Intranasal epidermal growth factor treatment rescues neonatal brain injury

Joseph Scafidi1,2, Timothy R. Hammond1,3, Susanna Scafidi4, Jonathan Ritter1, Beata Jablonska1, Maria Roncal1, KlaraSzigeti-Buck5, Daniel Coman6, Yuegao Huang6, Robert J. McCarter Jr7, Fahmeed Hyder6, Tamas L. Horvath5 & Vittorio Gallo1

Nature 506, 230–234 (2014)

Speaker: Chia-Wei Huang                     Date: 2014/05/23 16:00-16:50

Commentator: Jung-Yu Hsu                   Location: Room 602



White matter injury in neonatal brain results from chronic hypoxia may impair neurodevelopment and cause a lifelong sensorimotor deficit.
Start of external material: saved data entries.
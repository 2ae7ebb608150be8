//! Bullets and thrown stars.

use crate::board::{walkable_for, Board, TickContext};
use crate::core::types::ThingId;
use crate::entity::EntityKind;
use crate::thing::ThingData;

/// Star display rotation, advanced as the star ages.
const STAR_GLYPHS: [u8; 4] = [179, 47, 45, 92];

pub fn exec(board: &mut Board, id: ThingId, ctx: &mut TickContext) {
    let Some(thing) = board.thing(id) else { return };
    match thing.data {
        ThingData::Bullet { from_player } => bullet(board, id, from_player, ctx),
        ThingData::Star { life } => star(board, id, life, ctx),
        _ => {}
    }
}

/// A bullet flies in a straight line until something stops it, then spends
/// itself on whatever it hit.
fn bullet(board: &mut Board, id: ThingId, from_player: bool, ctx: &mut TickContext) {
    let Some(thing) = board.thing(id) else { return };
    let target = thing.pos.offset(thing.step);
    if walkable_for(EntityKind::Bullet, board.entity_at(target).kind) {
        board.try_walk(id, thing.step);
    } else {
        board.bullet_hit(target, from_player, ctx);
        board.delete_thing(id);
    }
}

/// A star homes on the player for a fixed lifetime, waiting out obstacles
/// instead of dying on them.
fn star(board: &mut Board, id: ThingId, life: u8, ctx: &mut TickContext) {
    if life == 0 {
        board.delete_thing(id);
        return;
    }
    if let Some(thing) = board.thing_mut(id) {
        thing.data = ThingData::Star { life: life - 1 };
    }
    let Some(pos) = board.thing(id).map(|t| t.pos) else { return };
    let seek = board.seek_step(pos, ctx);
    let target = pos.offset(seek);
    match board.entity_at(target).kind {
        EntityKind::Player => {
            board.hurt_player(ctx);
            board.delete_thing(id);
            return;
        }
        EntityKind::Breakable => {
            board.bullet_hit(target, false, ctx);
        }
        kind if walkable_for(EntityKind::Star, kind) => {
            board.try_walk(id, seek);
        }
        _ => {}
    }
    if let Some(pos) = board.thing(id).map(|t| t.pos) {
        board.set_glyph(pos, STAR_GLYPHS[(life % 4) as usize]);
    }
}

#[cfg(test)]
mod tests {
    use super::*;
    use crate::core::types::{Position, Step};
    use crate::entity::Entity;
    use crate::world::test_support::with_test_ctx;

    #[test]
    fn bullets_fly_straight() {
        with_test_ctx(|board, ctx| {
            board.spawn_kind(EntityKind::Player, Position::new(20, 20), 0x1f);
            let id = board.spawn_kind(EntityKind::Bullet, Position::new(5, 5), 0x0f).unwrap();
            board.thing_mut(id).unwrap().step = Step::new(1, 0);
            exec(board, id, ctx);
            exec(board, id, ctx);
            assert_eq!(board.thing(id).unwrap().pos, Position::new(7, 5));
        });
    }

    #[test]
    fn bullets_die_on_solid_walls() {
        with_test_ctx(|board, ctx| {
            board.spawn_kind(EntityKind::Player, Position::new(20, 20), 0x1f);
            let id = board.spawn_kind(EntityKind::Bullet, Position::new(5, 5), 0x0f).unwrap();
            board.thing_mut(id).unwrap().step = Step::new(1, 0);
            board.set_entity(Position::new(6, 5), *Entity::create(EntityKind::Solid, 0x0e));
            exec(board, id, ctx);
            assert!(!board.alive(id));
            assert_eq!(board.entity_at(Position::new(5, 5)).kind, EntityKind::Empty);
        });
    }

    #[test]
    fn player_bullets_score_enemy_kills() {
        with_test_ctx(|board, ctx| {
            board.spawn_kind(EntityKind::Player, Position::new(20, 20), 0x1f);
            let lion = board.spawn_kind(EntityKind::Lion, Position::new(6, 5), 0x0c).unwrap();
            let id = board
                .spawn(
                    EntityKind::Bullet,
                    Position::new(5, 5),
                    0x0f,
                    ThingData::Bullet { from_player: true },
                )
                .unwrap();
            board.thing_mut(id).unwrap().step = Step::new(1, 0);
            exec(board, id, ctx);
            assert!(!board.alive(lion));
            assert!(!board.alive(id));
            assert_eq!(ctx.state.score, EntityKind::Lion.points());
        });
    }

    #[test]
    fn stars_expire_after_their_lifetime() {
        with_test_ctx(|board, ctx| {
            board.spawn_kind(EntityKind::Player, Position::new(20, 20), 0x1f);
            let id = board
                .spawn(EntityKind::Star, Position::new(5, 5), 0x0a, ThingData::Star { life: 1 })
                .unwrap();
            exec(board, id, ctx);
            assert!(board.alive(id));
            exec(board, id, ctx);
            assert!(!board.alive(id));
        });
    }

    #[test]
    fn stars_home_toward_the_player() {
        with_test_ctx(|board, ctx| {
            board.spawn_kind(EntityKind::Player, Position::new(10, 5), 0x1f);
            let id = board.spawn_kind(EntityKind::Star, Position::new(5, 5), 0x0a).unwrap();
            exec(board, id, ctx);
            assert_eq!(board.thing(id).unwrap().pos, Position::new(6, 5));
        });
    }
}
Diffuse white matter injury (DWMI), one of common neonatal brain injure without effective therapy, is failure in oligodengrocyte maturation. In previous study, enhanced epidermal growth factor receptor (EGFR) signaling was considered to promote oligodendrogenesis. Therefore, this paper aims to investigate the role of EGFR signaling in EGFR-expressing cells to promote its endogenous response. And, to study the effect of EGFR on structural and functional recovery in a critical period after DWMI. The neonatal DWMI was created by placing the mice into hypoxia chamber which contained only 10.5% oxygen on postnatal day 3-11. The mice expressing enhanced green fluorescent protein under CNP promoter (Rep mice) and Rep mice overexpressing human EGFR under the same promoter were used in this model. The complex running wheel task and the inclined beam-walking task were performed to examine subcortical white-matter-dependent sensorimotor function. Overexpression of EGFR in oligodendrocyte lineage cells in transgenic mice or intranasally administered of heparin-binding EGF showed to decreases oligodendrocyte death, and increased the generation of new oligodendrocytes. Recovery in myelin structure integrity was observed by electron microscopy and diffusion tensor imaging. Furthermore, overexpression of EGFR and activation of EGFR signaling prevented the deficit in white-matter-dependent sensorimotor function. Blockage of EGFR signaling by its antagonist decreased oligodendrocyte number and the regeneration of oligodendrocytes, which indicated the role of endogenous EGFR signaling in recovery of white matter injury. Taken together, the results suggested that active EGFR signaling can promote cellular and functional recovery after neonatal DWMI.